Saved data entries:
+-------+

use std::collections::BTreeMap;
use std::path::PathBuf;
use std::sync::{Arc, Mutex, MutexGuard, PoisonError};

use tokio_util::sync::CancellationToken;
use tracing::{error, info, warn};

use crate::config::AgentArgs;
use crate::dataplane::{Dataplane, MemoryDataplane};
use crate::http;
use crate::metrics::PodMetrics;
use crate::network::NetworkRegistry;
use crate::pod::PodNetworkSpec;
use crate::provision::Provisioner;
use crate::{Error, Result, storage};

/// Owns the live pods of the node. Every change goes through the provisioner
/// and is then written to the state file, one change at a time.
pub struct PodServer<D> {
    provisioner: Provisioner<D>,
    state_path: PathBuf,
    pods: Mutex<BTreeMap<String, PodNetworkSpec>>,
    metrics: PodMetrics,
}

impl<D: Dataplane> PodServer<D> {
    pub fn new(provisioner: Provisioner<D>, state_path: PathBuf, metrics: PodMetrics) -> Self {
        Self {
            provisioner,
            state_path,
            pods: Mutex::new(BTreeMap::new()),
            metrics,
        }
    }

    fn lock(&self) -> MutexGuard<'_, BTreeMap<String, PodNetworkSpec>> {
        self.pods.lock().unwrap_or_else(PoisonError::into_inner)
    }

    fn save(&self, pods: &BTreeMap<String, PodNetworkSpec>) -> Result<()> {
        self.metrics.active_pods.set(pods.len() as i64);
        storage::save(pods.values(), &self.state_path)
    }

    /// Rewires the pods of the state file into the dataplane, which starts
    /// empty. Saved handles belong to the previous process and are discarded;
    /// pods that cannot be provisioned again are dropped from the state.
    pub fn restore(&self) -> Result<usize> {
        let specs = storage::load(&self.state_path)?;
        let mut pods = self.lock();
        for mut spec in specs {
            spec.clear_handles();
            match self.provisioner.provision_pod(&mut spec) {
                Ok(()) => {
                    info!("restored pod {spec}");
                    pods.insert(spec.key(), spec);
                }
                Err(e) => {
                    warn!(%e, "dropping restored pod {spec}");
                }
            }
        }
        self.save(&pods)?;
        Ok(pods.len())
    }

    /// Wires the pod, replacing an existing pod with the same key.
    pub fn add_pod(&self, mut spec: PodNetworkSpec) -> Result<PodNetworkSpec> {
        let mut pods = self.lock();
        let key = spec.key();
        if let Some(mut old) = pods.remove(&key) {
            info!("pod(add) {key} already present, replacing");
            self.provisioner.deprovision_pod(&mut old);
        }

        spec.clear_handles();
        if let Err(e) = self.provisioner.provision_pod(&mut spec) {
            self.metrics.pod_add_failures.inc();
            if let Err(save_err) = self.save(&pods) {
                error!(%save_err, "failed to save pod state");
            }
            return Err(e);
        }

        self.metrics.pod_adds.inc();
        pods.insert(key, spec.clone());
        self.save(&pods)?;
        Ok(spec)
    }

    /// Removes the pod. Unknown keys succeed with `None`.
    pub fn del_pod(&self, key: &str) -> Result<Option<PodNetworkSpec>> {
        let mut pods = self.lock();
        let Some(mut spec) = pods.remove(key) else {
            info!("pod(del) {key} not found, nothing to do");
            return Ok(None);
        };
        self.provisioner.deprovision_pod(&mut spec);
        self.metrics.pod_dels.inc();
        self.save(&pods)?;
        Ok(Some(spec))
    }

    pub fn list_pods(&self) -> Vec<PodNetworkSpec> {
        self.lock().values().cloned().collect()
    }
}

pub async fn start(args: AgentArgs, cancel: CancellationToken) -> Result<()> {
    let networks = Arc::new(NetworkRegistry::new());
    if let Some(path) = &args.networks_config {
        let count = networks.load_file(path).await?;
        info!("loaded {count} network definitions from {}", path.display());
    }

    let dp = Arc::new(MemoryDataplane::new());
    dp.ensure_table(args.punt_table_id, "punt");
    dp.ensure_table(args.pod_vrf_index, "pod-vrf");

    let provisioner = Provisioner::new(dp, networks, args.provision_config());
    let server = Arc::new(PodServer::new(
        provisioner,
        args.state_file.clone(),
        PodMetrics::global(),
    ));

    // the api only opens once the previous state is back
    let restoring = server.clone();
    let restored = tokio::task::spawn_blocking(move || restoring.restore())
        .await
        .map_err(|e| Error::Task(e.to_string()))??;
    info!("restored {restored} pods from {}", args.state_file.display());

    http::serve_api(args.api_socket_path, server, cancel).await
}

#[cfg(test)]
mod test {
    use super::*;
    use crate::dataplane::IpFamily;
    use crate::provision::ProvisionConfig;
    use crate::provision::test::{dataplane, l3_pod};

    fn server(path: PathBuf) -> (Arc<MemoryDataplane>, PodServer<MemoryDataplane>) {
        let dp = dataplane();
        let provisioner = Provisioner::new(
            dp.clone(),
            Arc::new(NetworkRegistry::new()),
            ProvisionConfig::default(),
        );
        (dp, PodServer::new(provisioner, path, PodMetrics::default()))
    }

    #[test]
    fn add_and_delete_persist() {
        let dir = tempfile::tempdir().unwrap();
        let path = dir.path().join("state");
        let (dp, server) = server(path.clone());

        let added = server.add_pod(l3_pod()).unwrap();
        assert!(added.is_provisioned());
        assert_eq!(storage::load(&path).unwrap(), vec![added.clone()]);
        assert_eq!(server.metrics.active_pods.get(), 1);

        let removed = server.del_pod(&added.key()).unwrap().unwrap();
        assert_eq!(removed.key(), added.key());
        assert!(storage::load(&path).unwrap().is_empty());
        assert_eq!(dp.snapshot().route_count(), 0);
        assert_eq!(server.metrics.pod_dels.get(), 1);
    }

    #[test]
    fn delete_of_unknown_pod_succeeds() {
        let dir = tempfile::tempdir().unwrap();
        let (dp, server) = server(dir.path().join("state"));
        assert!(server.del_pod("netns:/nope,if:eth0").unwrap().is_none());
        assert!(dp.calls().is_empty());
    }

    #[test]
    fn re_adding_replaces_previous_resources() {
        let dir = tempfile::tempdir().unwrap();
        let (dp, server) = server(dir.path().join("state"));
        let first = server.add_pod(l3_pod()).unwrap();
        let mut changed = l3_pod();
        changed.container_ips = vec!["10.1.2.9".parse().unwrap()];
        let second = server.add_pod(changed).unwrap();

        assert_eq!(server.list_pods(), vec![second.clone()]);
        let state = dp.snapshot();
        assert!(!state.interfaces.contains_key(&first.tun_tap_sw_if_index));
        assert!(state.route(0, &"10.1.2.3/32".parse().unwrap()).is_none());
        assert!(state.route(0, &"10.1.2.9/32".parse().unwrap()).is_some());
    }

    #[test]
    fn failed_add_is_not_recorded() {
        let dir = tempfile::tempdir().unwrap();
        let path = dir.path().join("state");
        let (dp, server) = server(path.clone());
        let initial = dp.snapshot();
        dp.fail_create_at(5);

        assert!(server.add_pod(l3_pod()).is_err());
        assert!(server.list_pods().is_empty());
        assert!(storage::load(&path).unwrap().is_empty());
        assert_eq!(dp.snapshot(), initial);
        assert_eq!(server.metrics.pod_add_failures.get(), 1);
    }

    #[test]
    fn restore_rewires_saved_pods() {
        let dir = tempfile::tempdir().unwrap();
        let path = dir.path().join("state");
        let (_, first) = server(path.clone());
        let added = first.add_pod(l3_pod()).unwrap();

        let (dp, second) = server(path.clone());
        assert_eq!(second.restore().unwrap(), 1);
        let restored = second.list_pods();
        assert_eq!(restored.len(), 1);
        assert_eq!(restored[0].key(), added.key());
        assert!(restored[0].is_provisioned());
        assert!(
            dp.snapshot()
                .interfaces
                .contains_key(&restored[0].tun_tap_sw_if_index)
        );
        assert_eq!(storage::load(&path).unwrap(), restored);
    }

    #[test]
    fn deleting_restored_pod_keeps_pods_added_after_restart() {
        let dir = tempfile::tempdir().unwrap();
        let path = dir.path().join("state");
        let (_, first) = server(path.clone());
        let restored = first.add_pod(l3_pod()).unwrap();

        let (dp, second) = server(path);
        second.restore().unwrap();
        let mut other = PodNetworkSpec::new("eth0", "/var/run/netns/cni-2");
        other.container_ips = vec!["10.1.2.4".parse().unwrap()];
        let other = second.add_pod(other).unwrap();
        let before = dp.snapshot();

        second.del_pod(&restored.key()).unwrap().unwrap();

        let state = dp.snapshot();
        assert!(state.interfaces.contains_key(&other.tun_tap_sw_if_index));
        for family in IpFamily::ALL {
            let key = (family, other.vrf_id(family));
            assert_eq!(state.tables[&key], before.tables[&key]);
        }
        let dst = "10.1.2.4/32".parse().unwrap();
        assert!(state.route(0, &dst).is_some());
        assert!(state.route(other.v4_vrf_id, &dst).is_some());
        assert_eq!(second.list_pods(), vec![other]);
    }

    #[test]
    fn restore_drops_pods_that_cannot_be_rewired() {
        let dir = tempfile::tempdir().unwrap();
        let path = dir.path().join("state");
        let mut orphan = l3_pod();
        orphan.network_name = Some("gone".into());
        storage::save([&orphan], &path).unwrap();

        let (dp, server) = server(path.clone());
        assert_eq!(server.restore().unwrap(), 0);
        assert!(server.list_pods().is_empty());
        assert!(storage::load(&path).unwrap().is_empty());
        assert_eq!(dp.snapshot().route_count(), 0);
    }

    #[test]
    fn restore_refuses_unknown_version() {
        let dir = tempfile::tempdir().unwrap();
        let path = dir.path().join("state");
        std::fs::write(&path, [0, 0, 0, 99, 0, 0, 0, 0]).unwrap();
        let (_, server) = server(path);
        assert!(matches!(
            server.restore(),
            Err(Error::UnsupportedStateVersion { found: 99, .. })
        ));
    }
}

+-------+

*WORK ITEM:*
In the entries above, find each line with the word "restoring" and return it.

*EXERCISE OUTPUT:*
    let restoring = server.clone();
    let restored = tokio::task::spawn_blocking(move || restoring.restore())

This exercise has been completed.